Discourse also supports sub-categorization or nested categories. Subcategories are categories in themselves so they can be controlled in the same manner as parent categories. The only difference is the parent-child relationship.

=== Tagging ===
Tags are a lightweight alternative to categories, but they can also be used in conjunction.

=== Topics ===
Conversations in Discourse are organized into topics. Users are able to create new topics or reply to existing ones. Categories and tags can be assigned to topics which makes them follow the security rules for those if applicable.

A topic consists of the initial post as well as any subsequent replies to it. Replies in Discourse follow a flat chronological order as opposed to being threaded. The Discourse core developers believe that threading replies is detrimental to the health of the overall discussion. Users can interact with each post independently. They can take actions such as reply, like, bookmark, quote or flag for moderation.

=== Trust levels ===
The user trust system is a "fundamental cornerstone of Discourse". Discourse's trust levels sandbox new users so that they cannot accidentally hurt themselves or other users, while granting experienced users more rights over time so that they can help maintain and moderate the community.
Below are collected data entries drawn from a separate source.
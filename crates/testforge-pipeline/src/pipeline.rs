//! Pipeline orchestration: discover, generate, execute, report, repair.

use std::sync::Arc;
use tracing::{info, Instrument};

use testforge_core::obs::{emit_run_finished, emit_run_started, run_span};
use testforge_core::{
    discover_modules, ApprovalProvider, CodeValidator, DiscoveryConfig, LayoutConfig, ModelClient,
    PipelineRun, PythonCompileCheck, RunStatus,
};

use crate::error::PipelineError;
use crate::execution::ExecutionStage;
use crate::generation::GenerationStage;
use crate::repair::RepairStage;
use crate::reporter::TestReport;
use crate::runner::TestRunner;

/// Where to look and what counts as a module.
#[derive(Debug, Clone, Default)]
pub struct PipelineConfig {
    pub layout: LayoutConfig,
    pub discovery: DiscoveryConfig,
}

impl PipelineConfig {
    pub fn new(layout: LayoutConfig) -> Self {
        Self {
            layout,
            discovery: DiscoveryConfig::default(),
        }
    }

    pub fn with_discovery(mut self, discovery: DiscoveryConfig) -> Self {
        self.discovery = discovery;
        self
    }
}

pub struct Pipeline {
    config: PipelineConfig,
    client: ModelClient,
    runner: Arc<dyn TestRunner>,
    approval: Arc<dyn ApprovalProvider>,
    validator: Arc<dyn CodeValidator>,
}

impl Pipeline {
    pub fn new(
        config: PipelineConfig,
        client: ModelClient,
        runner: Arc<dyn TestRunner>,
        approval: Arc<dyn ApprovalProvider>,
    ) -> Self {
        Self {
            config,
            client,
            runner,
            approval,
            validator: Arc::new(PythonCompileCheck::default()),
        }
    }

    /// Replace the check repaired code must pass (default: `python3` compile).
    pub fn with_validator(mut self, validator: Arc<dyn CodeValidator>) -> Self {
        self.validator = validator;
        self
    }

    pub fn config(&self) -> &PipelineConfig {
        &self.config
    }

    /// Run every stage once.
    ///
    /// Returns an error only when the source root is missing, the test
    /// directory cannot be created, or a discovered module cannot be read.
    /// Everything else is recorded on the returned run.
    pub async fn run(&self) -> Result<PipelineRun, PipelineError> {
        let run = PipelineRun::new();
        let span = run_span(&run.run_id.to_string());
        self.execute(run).instrument(span).await
    }

    async fn execute(&self, mut run: PipelineRun) -> Result<PipelineRun, PipelineError> {
        let layout = &self.config.layout;
        let run_id = run.run_id.to_string();
        emit_run_started(&run_id, &layout.source_root, &layout.test_dir);

        let paths = discover_modules(&layout.source_root, &self.config.discovery)?;

        tokio::fs::create_dir_all(&layout.test_dir)
            .await
            .map_err(|source| PipelineError::CreateTestDir {
                path: layout.test_dir.clone(),
                source,
            })?;

        if paths.is_empty() {
            info!("No modules to process; stopping");
            run.finish(RunStatus::NoModules);
            emit_run_finished(&run_id, 0, 0, 0);
            return Ok(run);
        }

        GenerationStage::new(&self.client, &layout.test_dir)
            .run(&paths, &mut run)
            .await?;

        if !run.artifacts.is_empty() {
            info!("Running unit tests...");
            ExecutionStage::new(self.runner.as_ref())
                .run(&mut run.artifacts)
                .await;

            let report = TestReport::from_artifacts(&run.artifacts);
            report.log();

            if !report.all_passed() {
                let repairs = RepairStage::new(
                    &self.client,
                    Arc::clone(&self.approval),
                    self.validator.as_ref(),
                )
                .run(&mut run)
                .await;
                run.repairs = repairs;
            }
        }

        run.finish(RunStatus::Completed);
        emit_run_finished(
            &run_id,
            run.artifacts.len(),
            run.passed().len(),
            run.failed().len(),
        );
        Ok(run)
    }
}
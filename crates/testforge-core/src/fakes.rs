//! In-memory fakes for the model backend (testing only).
//!
//! `ScriptedBackend` answers prompts from a rule table without any network
//! access and records every prompt it receives.

use std::sync::Mutex;

use async_trait::async_trait;
use serde_json::{json, Value};

use crate::error::ModelError;
use crate::model::GenerativeBackend;

/// One canned backend answer.
#[derive(Debug, Clone)]
pub enum ScriptedReply {
    /// `{"text": ...}`
    Text(String),
    /// Payload returned verbatim.
    Raw(Value),
    QuotaExhausted,
    Timeout,
    /// A permanent failure.
    Fail(String),
}

impl ScriptedReply {
    /// A reply whose text is `code` inside a single python fence.
    pub fn fenced(code: &str) -> Self {
        ScriptedReply::Text(format!("Sure.\n```python\n{code}\n```\n"))
    }

    /// The backend result this reply stands for.
    pub fn materialize(&self) -> Result<Value, ModelError> {
        match self {
            ScriptedReply::Text(text) => Ok(json!({ "text": text })),
            ScriptedReply::Raw(value) => Ok(value.clone()),
            ScriptedReply::QuotaExhausted => {
                Err(ModelError::ResourceExhausted("scripted quota".to_string()))
            }
            ScriptedReply::Timeout => Err(ModelError::Timeout("scripted timeout".to_string())),
            ScriptedReply::Fail(msg) => Err(ModelError::Http {
                status: 500,
                body: msg.clone(),
            }),
        }
    }
}

/// Rule-driven backend: the first rule whose needle occurs in the prompt wins.
#[derive(Debug)]
pub struct ScriptedBackend {
    rules: Vec<(String, ScriptedReply)>,
    fallback: ScriptedReply,
    prompts: Mutex<Vec<String>>,
}

impl ScriptedBackend {
    /// Backend that answers every prompt with `fallback`.
    pub fn new(fallback: ScriptedReply) -> Self {
        Self {
            rules: Vec::new(),
            fallback,
            prompts: Mutex::new(Vec::new()),
        }
    }

    pub fn when(mut self, needle: impl Into<String>, reply: ScriptedReply) -> Self {
        self.rules.push((needle.into(), reply));
        self
    }

    pub fn prompts(&self) -> Vec<String> {
        self.prompts.lock().map(|p| p.clone()).unwrap_or_default()
    }

    pub fn calls(&self) -> usize {
        self.prompts.lock().map(|p| p.len()).unwrap_or_default()
    }
}

#[async_trait]
impl GenerativeBackend for ScriptedBackend {
    async fn generate_raw(&self, prompt: &str) -> Result<Value, ModelError> {
        if let Ok(mut prompts) = self.prompts.lock() {
            prompts.push(prompt.to_string());
        }
        self.rules
            .iter()
            .find(|(needle, _)| prompt.contains(needle.as_str()))
            .map(|(_, reply)| reply)
            .unwrap_or(&self.fallback)
            .materialize()
    }
}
The five trust levels are New, Basic, Member, Regular, and Leader.

As users become more experienced, their trust level is raised, granting more rights and access to more features.

=== Discourse narrative bot ===
Discobot is a customizable bot that introduces new users to many of the platform's features like bookmarking a topic, embedded link previews ("oneboxing"), emojis, mentions, basic formatting, uploading images, flagging posts, and searching.

=== Personal messages ===
In addition to public and private topics, users on Discourse have the ability to send personal messages to other members in the community. Users receive notifications for personal messages and can add or remove members to a message at any time. Each user has a personal inbox that contains all of their sent and received messages.

=== Groups ===
Admins can create groups and add members to them. Groups can be used to manage access to certain categories, and for group mentions and group messages.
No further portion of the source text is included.